Hyper Loglog algorithm for high compression space occupancy

Source: Internet
Author: User
Tags ip number natural logarithm redis unique id

Large data calculation: How to use only 1.5KB memory as 1 billion object count-Hyper loglog algorithm

Big Data counting:how to Count A billion Distinct Objects Using 1.5K

This is a guest post by Matt Abrams (@abramsm), from Clearspring, discussing how they are able to accurately estimate the Cardinality of sets with billions of distinct elements using surprisingly data small. Their servers receive the billion events per month.

In Clearspring, we are engaged in statistical data. It is a challenge to count a set of different elements and a large number of datasets.

To better understand the challenges of large datasets with clear cardinality, let's assume that your log file contains 16-character IDs, and you want to count the number of different IDs. For example:

4f67bfc603106cb2

These 16 characters need to be represented in 128 bits. 65,000 IDs will require 1MB of space. We receive 30多亿条 event records every day, each with an ID. These IDs require 384 billion-bit or 45GB of storage. And that's just the space the ID field needs. We take an easy way to get the data in the daily event record with the base ID. The easiest way to do this is to use a hash set and store it in memory, where the hash set contains a list of unique IDs (that is, the IDs for multiple records in the input file are the same, but only one in the hash set). Even if we assume that only 1/3 of the record IDs are unique (that is, 2/3 of the record IDs are duplicates), the hash set still requires 119GB of RAM, which does not include the overhead of Java needing to store objects in memory. You need a machine with hundreds of GB of RAM to compute different elements, and this is just a memory consumption that calculates the unique ID of the log event record in a day. If we want to count data for weeks or months, the problem will only become more difficult. We certainly don't have a free machine with hundreds of GB of RAM, so we need a better solution.

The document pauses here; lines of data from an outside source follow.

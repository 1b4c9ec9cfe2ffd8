pub mod api;
pub mod error;
pub mod types;
pub mod utils;

mod models;

pub use error::ClientError;
pub use types::{ChatClient, MessagePart};
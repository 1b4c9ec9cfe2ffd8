use std::path::Path;
use std::time::Duration;

use crate::error::ClientError;
use crate::utils;

/// One piece of a user message: plain text or an inlined image.
#[derive(Clone, Debug)]
pub enum MessagePart {
    Text(String),
    Image {
        data_b64: String,
        /// Original file path, kept so the MIME type can be derived.
        file_path: Option<String>,
    },
}

impl MessagePart {
    pub fn text(text: impl Into<String>) -> Self {
        MessagePart::Text(text.into())
    }

    pub fn image_b64(data_b64: impl Into<String>) -> Self {
        MessagePart::Image {
            data_b64: data_b64.into(),
            file_path: None,
        }
    }

    /// Reads an image file and encodes it for transmission.
    pub fn image_file(path: &Path) -> Result<Self, ClientError> {
        let data_b64 = utils::encode_image_to_base64(path)?;
        Ok(MessagePart::Image {
            data_b64,
            file_path: Some(path.to_string_lossy().into_owned()),
        })
    }
}

/// Client for an OpenAI-compatible chat-completions endpoint.
#[derive(Clone)]
pub struct ChatClient {
    pub(crate) http: reqwest::Client,
    pub(crate) api_key: String,
    pub(crate) endpoint: String,
    pub(crate) model: String,
}

impl ChatClient {
    pub fn new(
        api_key: impl Into<String>,
        endpoint: impl Into<String>,
        model: impl Into<String>,
        timeout: Duration,
    ) -> Result<Self, ClientError> {
        let http = reqwest::Client::builder().timeout(timeout).build()?;
        Ok(Self {
            http,
            api_key: api_key.into(),
            endpoint: endpoint.into(),
            model: model.into(),
        })
    }

    pub fn endpoint(&self) -> &str {
        &self.endpoint
    }

    pub fn model(&self) -> &str {
        &self.model
    }
}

A common way to solve this problem is to use bitmaps (blog: A massive data processing algorithm-bit-map). A bitmap can quickly and accurately get the cardinality of a given input. The basic idea of a bitmap is to use a hash function to map a data set to a bit bit, and each INPUT element is one by one corresponding to the bit bits. This hash will not produce collision conflicts and reduce the need to compute each element mapping to 1 bit space. Although Bit-map saves a lot of storage space, they still have problems when it counts very high cardinality or very large sets of different datasets. For example, if we want to use bit-map billions of, you will need to bit-map bit, or need each counter MB. Sparse bitmaps can be compressed to achieve more space efficiency, but they are not always helpful.

Fortunately, cardinality estimation is a hot research area. We have used this study to provide an open source implementation of cardinality estimates, set element detection and TOP-K algorithms.

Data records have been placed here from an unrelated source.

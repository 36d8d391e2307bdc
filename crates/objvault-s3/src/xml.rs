//! S3 XML bodies: response documents and request-body parsing.
//!
//! Responses are serialized with quick-xml into the S3 namespace with a
//! leading `<?xml?>` declaration. Request bodies (CompleteMultipartUpload,
//! Delete, VersioningConfiguration, ...) deserialize through the same
//! structs; parse failures surface as `MalformedXML`.

use axum::http::header;
use axum::response::{IntoResponse, Response};
use objvault_common::Error;
use serde::{Deserialize, Serialize};

pub const S3_XMLNS: &str = "http://s3.amazonaws.com/doc/2006-03-01/";
const XML_DECL: &str = "<?xml version=\"1.0\" encoding=\"UTF-8\"?>\n";

fn xmlns() -> String {
    S3_XMLNS.to_string()
}

/// Serialize a document and wrap it in a 200 XML response.
pub fn xml_response<T: Serialize>(value: &T) -> Response {
    match quick_xml::se::to_string(value) {
        Ok(body) => (
            [(header::CONTENT_TYPE, "application/xml")],
            format!("{XML_DECL}{body}"),
        )
            .into_response(),
        Err(e) => crate::error::S3Error(Error::Internal(format!("serialize response: {e}")))
            .into_response(),
    }
}

/// Parse an XML request body, mapping failures to `MalformedXML`.
pub fn parse_xml<T: for<'de> Deserialize<'de>>(body: &[u8]) -> Result<T, Error> {
    let text = std::str::from_utf8(body).map_err(|_| Error::MalformedXml)?;
    quick_xml::de::from_str(text).map_err(|_| Error::MalformedXml)
}

/// Format a unix-seconds timestamp as the ISO8601 form S3 uses in XML.
#[must_use]
pub fn iso8601(unix_secs: i64) -> String {
    chrono::DateTime::from_timestamp(unix_secs, 0)
        .unwrap_or_default()
        .format("%Y-%m-%dT%H:%M:%S%.3fZ")
        .to_string()
}

// ── Service / bucket listings ─────────────────────────────────────────────────

#[derive(Debug, Serialize)]
#[serde(rename = "ListAllMyBucketsResult")]
pub struct ListAllMyBucketsResult {
    #[serde(rename = "@xmlns")]
    pub xmlns: String,
    #[serde(rename = "Owner")]
    pub owner: Owner,
    #[serde(rename = "Buckets")]
    pub buckets: Buckets,
}

impl ListAllMyBucketsResult {
    #[must_use]
    pub fn new(owner: Owner, buckets: Vec<BucketEntry>) -> Self {
        Self {
            xmlns: xmlns(),
            owner,
            buckets: Buckets { bucket: buckets },
        }
    }
}

#[derive(Debug, Serialize)]
pub struct Owner {
    #[serde(rename = "ID")]
    pub id: String,
    #[serde(rename = "DisplayName")]
    pub display_name: String,
}

#[derive(Debug, Serialize)]
pub struct Buckets {
    #[serde(rename = "Bucket")]
    pub bucket: Vec<BucketEntry>,
}

#[derive(Debug, Serialize)]
pub struct BucketEntry {
    #[serde(rename = "Name")]
    pub name: String,
    #[serde(rename = "CreationDate")]
    pub creation_date: String,
}

#[derive(Debug, Serialize)]
#[serde(rename = "ListBucketResult")]
pub struct ListBucketResult {
    #[serde(rename = "@xmlns")]
    pub xmlns: String,
    #[serde(rename = "Name")]
    pub name: String,
    #[serde(rename = "Prefix")]
    pub prefix: String,
    #[serde(rename = "Delimiter", skip_serializing_if = "Option::is_none")]
    pub delimiter: Option<String>,
    #[serde(rename = "Marker", skip_serializing_if = "Option::is_none")]
    pub marker: Option<String>,
    #[serde(rename = "KeyCount", skip_serializing_if = "Option::is_none")]
    pub key_count: Option<u64>,
    #[serde(rename = "MaxKeys")]
    pub max_keys: u64,
    #[serde(rename = "IsTruncated")]
    pub is_truncated: bool,
    #[serde(
        rename = "NextContinuationToken",
        skip_serializing_if = "Option::is_none"
    )]
    pub next_continuation_token: Option<String>,
    #[serde(rename = "Contents")]
    pub contents: Vec<ObjectEntry>,
    #[serde(rename = "CommonPrefixes")]
    pub common_prefixes: Vec<CommonPrefix>,
}

#[derive(Debug, Serialize)]
pub struct ObjectEntry {
    #[serde(rename = "Key")]
    pub key: String,
    #[serde(rename = "LastModified")]
    pub last_modified: String,
    #[serde(rename = "ETag")]
    pub etag: String,
    #[serde(rename = "Size")]
    pub size: u64,
    #[serde(rename = "StorageClass")]
    pub storage_class: String,
}

#[derive(Debug, Serialize)]
pub struct CommonPrefix {
    #[serde(rename = "Prefix")]
    pub prefix: String,
}

#[derive(Debug, Serialize)]
#[serde(rename = "ListVersionsResult")]
pub struct ListVersionsResult {
    #[serde(rename = "@xmlns")]
    pub xmlns: String,
    #[serde(rename = "Name")]
    pub name: String,
    #[serde(rename = "Prefix")]
    pub prefix: String,
    #[serde(rename = "MaxKeys")]
    pub max_keys: u64,
    #[serde(rename = "IsTruncated")]
    pub is_truncated: bool,
    #[serde(rename = "Version")]
    pub versions: Vec<VersionEntry>,
    #[serde(rename = "DeleteMarker")]
    pub delete_markers: Vec<DeleteMarkerEntry>,
}

#[derive(Debug, Serialize)]
pub struct VersionEntry {
    #[serde(rename = "Key")]
    pub key: String,
    #[serde(rename = "VersionId")]
    pub version_id: String,
    #[serde(rename = "IsLatest")]
    pub is_latest: bool,
    #[serde(rename = "LastModified")]
    pub last_modified: String,
    #[serde(rename = "ETag")]
    pub etag: String,
    #[serde(rename = "Size")]
    pub size: u64,
}

#[derive(Debug, Serialize)]
pub struct DeleteMarkerEntry {
    #[serde(rename = "Key")]
    pub key: String,
    #[serde(rename = "VersionId")]
    pub version_id: String,
    #[serde(rename = "IsLatest")]
    pub is_latest: bool,
    #[serde(rename = "LastModified")]
    pub last_modified: String,
}

// ── Multipart ─────────────────────────────────────────────────────────────────

#[derive(Debug, Serialize)]
#[serde(rename = "InitiateMultipartUploadResult")]
pub struct InitiateMultipartUploadResult {
    #[serde(rename = "@xmlns")]
    pub xmlns: String,
    #[serde(rename = "Bucket")]
    pub bucket: String,
    #[serde(rename = "Key")]
    pub key: String,
    #[serde(rename = "UploadId")]
    pub upload_id: String,
}

impl InitiateMultipartUploadResult {
    #[must_use]
    pub fn new(bucket: String, key: String, upload_id: String) -> Self {
        Self {
            xmlns: xmlns(),
            bucket,
            key,
            upload_id,
        }
    }
}

#[derive(Debug, Serialize)]
#[serde(rename = "CompleteMultipartUploadResult")]
pub struct CompleteMultipartUploadResult {
    #[serde(rename = "@xmlns")]
    pub xmlns: String,
    #[serde(rename = "Location")]
    pub location: String,
    #[serde(rename = "Bucket")]
    pub bucket: String,
    #[serde(rename = "Key")]
    pub key: String,
    #[serde(rename = "ETag")]
    pub etag: String,
}

#[derive(Debug, Serialize)]
#[serde(rename = "ListMultipartUploadsResult")]
pub struct ListMultipartUploadsResult {
    #[serde(rename = "@xmlns")]
    pub xmlns: String,
    #[serde(rename = "Bucket")]
    pub bucket: String,
    #[serde(rename = "IsTruncated")]
    pub is_truncated: bool,
    #[serde(rename = "Upload")]
    pub uploads: Vec<UploadEntry>,
}

#[derive(Debug, Serialize)]
pub struct UploadEntry {
    #[serde(rename = "Key")]
    pub key: String,
    #[serde(rename = "UploadId")]
    pub upload_id: String,
    #[serde(rename = "Initiated")]
    pub initiated: String,
}

#[derive(Debug, Serialize)]
#[serde(rename = "ListPartsResult")]
pub struct ListPartsResult {
    #[serde(rename = "@xmlns")]
    pub xmlns: String,
    #[serde(rename = "Bucket")]
    pub bucket: String,
    #[serde(rename = "Key")]
    pub key: String,
    #[serde(rename = "UploadId")]
    pub upload_id: String,
    #[serde(rename = "IsTruncated")]
    pub is_truncated: bool,
    #[serde(rename = "Part")]
    pub parts: Vec<PartEntry>,
}

#[derive(Debug, Serialize)]
pub struct PartEntry {
    #[serde(rename = "PartNumber")]
    pub part_number: u32,
    #[serde(rename = "ETag")]
    pub etag: String,
    #[serde(rename = "Size")]
    pub size: u64,
}

/// `CompleteMultipartUpload` request body
#[derive(Debug, Deserialize)]
pub struct CompleteMultipartUpload {
    #[serde(rename = "Part", default)]
    pub parts: Vec<CompletePart>,
}

#[derive(Debug, Deserialize)]
pub struct CompletePart {
    #[serde(rename = "PartNumber")]
    pub part_number: u32,
    #[serde(rename = "ETag")]
    pub etag: String,
}

// ── Copy ──────────────────────────────────────────────────────────────────────

#[derive(Debug, Serialize)]
#[serde(rename = "CopyObjectResult")]
pub struct CopyObjectResult {
    #[serde(rename = "@xmlns")]
    pub xmlns: String,
    #[serde(rename = "ETag")]
    pub etag: String,
    #[serde(rename = "LastModified")]
    pub last_modified: String,
}

impl CopyObjectResult {
    #[must_use]
    pub fn new(etag: String, last_modified: i64) -> Self {
        Self {
            xmlns: xmlns(),
            etag,
            last_modified: iso8601(last_modified),
        }
    }
}

#[derive(Debug, Serialize)]
#[serde(rename = "CopyPartResult")]
pub struct CopyPartResult {
    #[serde(rename = "@xmlns")]
    pub xmlns: String,
    #[serde(rename = "ETag")]
    pub etag: String,
}

// ── Batch delete ──────────────────────────────────────────────────────────────

/// `Delete` request body (`POST /<bucket>?delete`)
#[derive(Debug, Deserialize)]
pub struct DeleteRequest {
    #[serde(rename = "Object", default)]
    pub objects: Vec<DeleteTarget>,
    #[serde(rename = "Quiet", default)]
    pub quiet: bool,
}

#[derive(Debug, Deserialize)]
pub struct DeleteTarget {
    #[serde(rename = "Key")]
    pub key: String,
    #[serde(rename = "VersionId", default)]
    pub version_id: Option<String>,
}

#[derive(Debug, Serialize)]
#[serde(rename = "DeleteResult")]
pub struct DeleteResult {
    #[serde(rename = "@xmlns")]
    pub xmlns: String,
    #[serde(rename = "Deleted")]
    pub deleted: Vec<DeletedEntry>,
    #[serde(rename = "Error")]
    pub errors: Vec<DeleteErrorEntry>,
}

impl DeleteResult {
    #[must_use]
    pub fn new(deleted: Vec<DeletedEntry>, errors: Vec<DeleteErrorEntry>) -> Self {
        Self {
            xmlns: xmlns(),
            deleted,
            errors,
        }
    }
}

#[derive(Debug, Serialize)]
pub struct DeletedEntry {
    #[serde(rename = "Key")]
    pub key: String,
    #[serde(rename = "VersionId", skip_serializing_if = "Option::is_none")]
    pub version_id: Option<String>,
    #[serde(rename = "DeleteMarker", skip_serializing_if = "Option::is_none")]
    pub delete_marker: Option<bool>,
}

#[derive(Debug, Serialize)]
pub struct DeleteErrorEntry {
    #[serde(rename = "Key")]
    pub key: String,
    #[serde(rename = "Code")]
    pub code: String,
    #[serde(rename = "Message")]
    pub message: String,
}

// ── Bucket configuration ──────────────────────────────────────────────────────

/// `VersioningConfiguration`, request and response
#[derive(Debug, Serialize, Deserialize)]
#[serde(rename = "VersioningConfiguration")]
pub struct VersioningConfiguration {
    #[serde(rename = "@xmlns", skip_deserializing, default = "xmlns")]
    pub xmlns: String,
    #[serde(rename = "Status", default, skip_serializing_if = "Option::is_none")]
    pub status: Option<String>,
}

#[derive(Debug, Serialize)]
#[serde(rename = "LocationConstraint")]
pub struct LocationConstraint {
    #[serde(rename = "@xmlns")]
    pub xmlns: String,
    #[serde(rename = "$text")]
    pub region: String,
}

impl LocationConstraint {
    #[must_use]
    pub fn new(region: String) -> Self {
        Self {
            xmlns: xmlns(),
            region,
        }
    }
}

/// `Tagging`, request and response
#[derive(Debug, Serialize, Deserialize)]
#[serde(rename = "Tagging")]
pub struct Tagging {
    #[serde(rename = "@xmlns", skip_deserializing, default = "xmlns")]
    pub xmlns: String,
    #[serde(rename = "TagSet")]
    pub tag_set: TagSet,
}

impl Tagging {
    #[must_use]
    pub fn from_map(tags: &std::collections::HashMap<String, String>) -> Self {
        let mut tag: Vec<Tag> = tags
            .iter()
            .map(|(k, v)| Tag {
                key: k.clone(),
                value: v.clone(),
            })
            .collect();
        tag.sort_by(|a, b| a.key.cmp(&b.key));
        Self {
            xmlns: xmlns(),
            tag_set: TagSet { tag },
        }
    }

    #[must_use]
    pub fn into_map(self) -> std::collections::HashMap<String, String> {
        self.tag_set
            .tag
            .into_iter()
            .map(|t| (t.key, t.value))
            .collect()
    }
}

#[derive(Debug, Serialize, Deserialize)]
pub struct TagSet {
    #[serde(rename = "Tag", default)]
    pub tag: Vec<Tag>,
}

#[derive(Debug, Serialize, Deserialize)]
pub struct Tag {
    #[serde(rename = "Key")]
    pub key: String,
    #[serde(rename = "Value")]
    pub value: String,
}

// ── Object lock ───────────────────────────────────────────────────────────────

#[derive(Debug, Serialize, Deserialize)]
#[serde(rename = "LegalHold")]
pub struct LegalHold {
    #[serde(rename = "@xmlns", skip_deserializing, default = "xmlns")]
    pub xmlns: String,
    #[serde(rename = "Status")]
    pub status: String,
}

impl LegalHold {
    #[must_use]
    pub fn new(on: bool) -> Self {
        Self {
            xmlns: xmlns(),
            status: if on { "ON" } else { "OFF" }.to_string(),
        }
    }
}

#[derive(Debug, Serialize, Deserialize)]
#[serde(rename = "Retention")]
pub struct Retention {
    #[serde(rename = "@xmlns", skip_deserializing, default = "xmlns")]
    pub xmlns: String,
    #[serde(rename = "Mode")]
    pub mode: String,
    #[serde(rename = "RetainUntilDate")]
    pub retain_until_date: String,
}

#[derive(Debug, Serialize, Deserialize)]
#[serde(rename = "ObjectLockConfiguration")]
pub struct ObjectLockConfiguration {
    #[serde(rename = "@xmlns", skip_deserializing, default = "xmlns")]
    pub xmlns: String,
    #[serde(
        rename = "ObjectLockEnabled",
        default,
        skip_serializing_if = "Option::is_none"
    )]
    pub object_lock_enabled: Option<String>,
    #[serde(rename = "Rule", default, skip_serializing_if = "Option::is_none")]
    pub rule: Option<ObjectLockRule>,
}

#[derive(Debug, Serialize, Deserialize)]
pub struct ObjectLockRule {
    #[serde(rename = "DefaultRetention")]
    pub default_retention: DefaultRetentionXml,
}

#[derive(Debug, Serialize, Deserialize)]
pub struct DefaultRetentionXml {
    #[serde(rename = "Mode")]
    pub mode: String,
    #[serde(rename = "Days", default, skip_serializing_if = "Option::is_none")]
    pub days: Option<u32>,
    #[serde(rename = "Years", default, skip_serializing_if = "Option::is_none")]
    pub years: Option<u32>,
}

// ── Object attributes ─────────────────────────────────────────────────────────

#[derive(Debug, Serialize)]
#[serde(rename = "GetObjectAttributesOutput")]
pub struct GetObjectAttributesOutput {
    #[serde(rename = "@xmlns")]
    pub xmlns: String,
    #[serde(rename = "ETag")]
    pub etag: String,
    #[serde(rename = "ObjectSize")]
    pub object_size: u64,
    #[serde(rename = "StorageClass")]
    pub storage_class: String,
}

impl GetObjectAttributesOutput {
    #[must_use]
    pub fn new(etag: String, object_size: u64, storage_class: String) -> Self {
        Self {
            xmlns: xmlns(),
            etag,
            object_size,
            storage_class,
        }
    }
}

The cardinality estimation algorithm is the use of accuracy in exchange for space. To illustrate this point, we use three different computational methods to count the number of different words in all Shakespeare's works. Please note that our input dataset adds additional data to the problem with a higher reference base. These three technologies are: Java HashSet, Linear probabilistic Counter, and a hyper loglog. The results are as follows:

The table shows that we count these words only with a bytes, and the error is less than 3%. By contrast, HashMap has the highest count accuracy, but requires nearly 10MB of space, and you can easily see why cardinality estimates are useful. In practical applications, the accuracy is not very important, this is the fact that, in most network size and network computing, the probability counter will save huge space.

Linear probability counter

A linear probability counter is an efficient use of space and allows the implementation to specify the desired level of precision. The algorithm is useful when focusing on space efficiency, but you need to be able to control the error of the result. The algorithm runs in two steps: The first step is to allocate a bit-map in memory that is initialized to all 0, and then use the hash function to hash each entry in the input data, and the result of the hash function operation is to map each record (or element) to a bit bit in the Bit-map, The bit bit is set to 1; the second step, the algorithm calculates the number of bits that are empty, and uses this number to enter the following formula to estimate:

N=-m LN Vn

Note: The natural logarithm of ln vn=loge (Vn)

In the formula, M is the size of the Bit-map, and the VN is the ratio of the empty bit bit to the size of the map. It is important to note that the size of the original bit-map can be much smaller than the expected maximum cardinality. How much smaller depends on the size of the error you can withstand. Because the size m of the bit-map is smaller than the total number of different elements, collisions will occur. Although collisions can save space, they also cause errors in the estimation results. So by controlling the size of the original map, we can estimate the number of collisions so that we will see how much error there is in the final result.

Hyper Loglog

As the name suggests, the Hyper loglog counter is a dataset that estimates the cardinality of the Nmax only with Loglog (Nmax) +o (1) bits. A Hyper Loglog counter, such as a linear counter, allows a designer to specify the desired precision value, in the case of Hyper Loglog, by defining the required relative standard deviation and the maximum cardinality expected to be counted. Most counters work by using an input stream m and applying a hash function to set H (m). This produces an observable result of an S = H (M) of {0,1}^∞ string. By splitting the hash input into an M substring, and maintaining the value of M for each child input stream is observable, this is quite a new hyper Loglog (a sub M is a new hyper Loglog). Using the average value of the additional observations, a counter is generated with the precision increasing with m, which requires only a few steps to perform for each element in the input set. As a result, this counter can use only the 1 billion different data elements of 1.5 KB with a space calculation accuracy of 2%. This algorithm is more efficient than the 120 megabytes required to perform hashset.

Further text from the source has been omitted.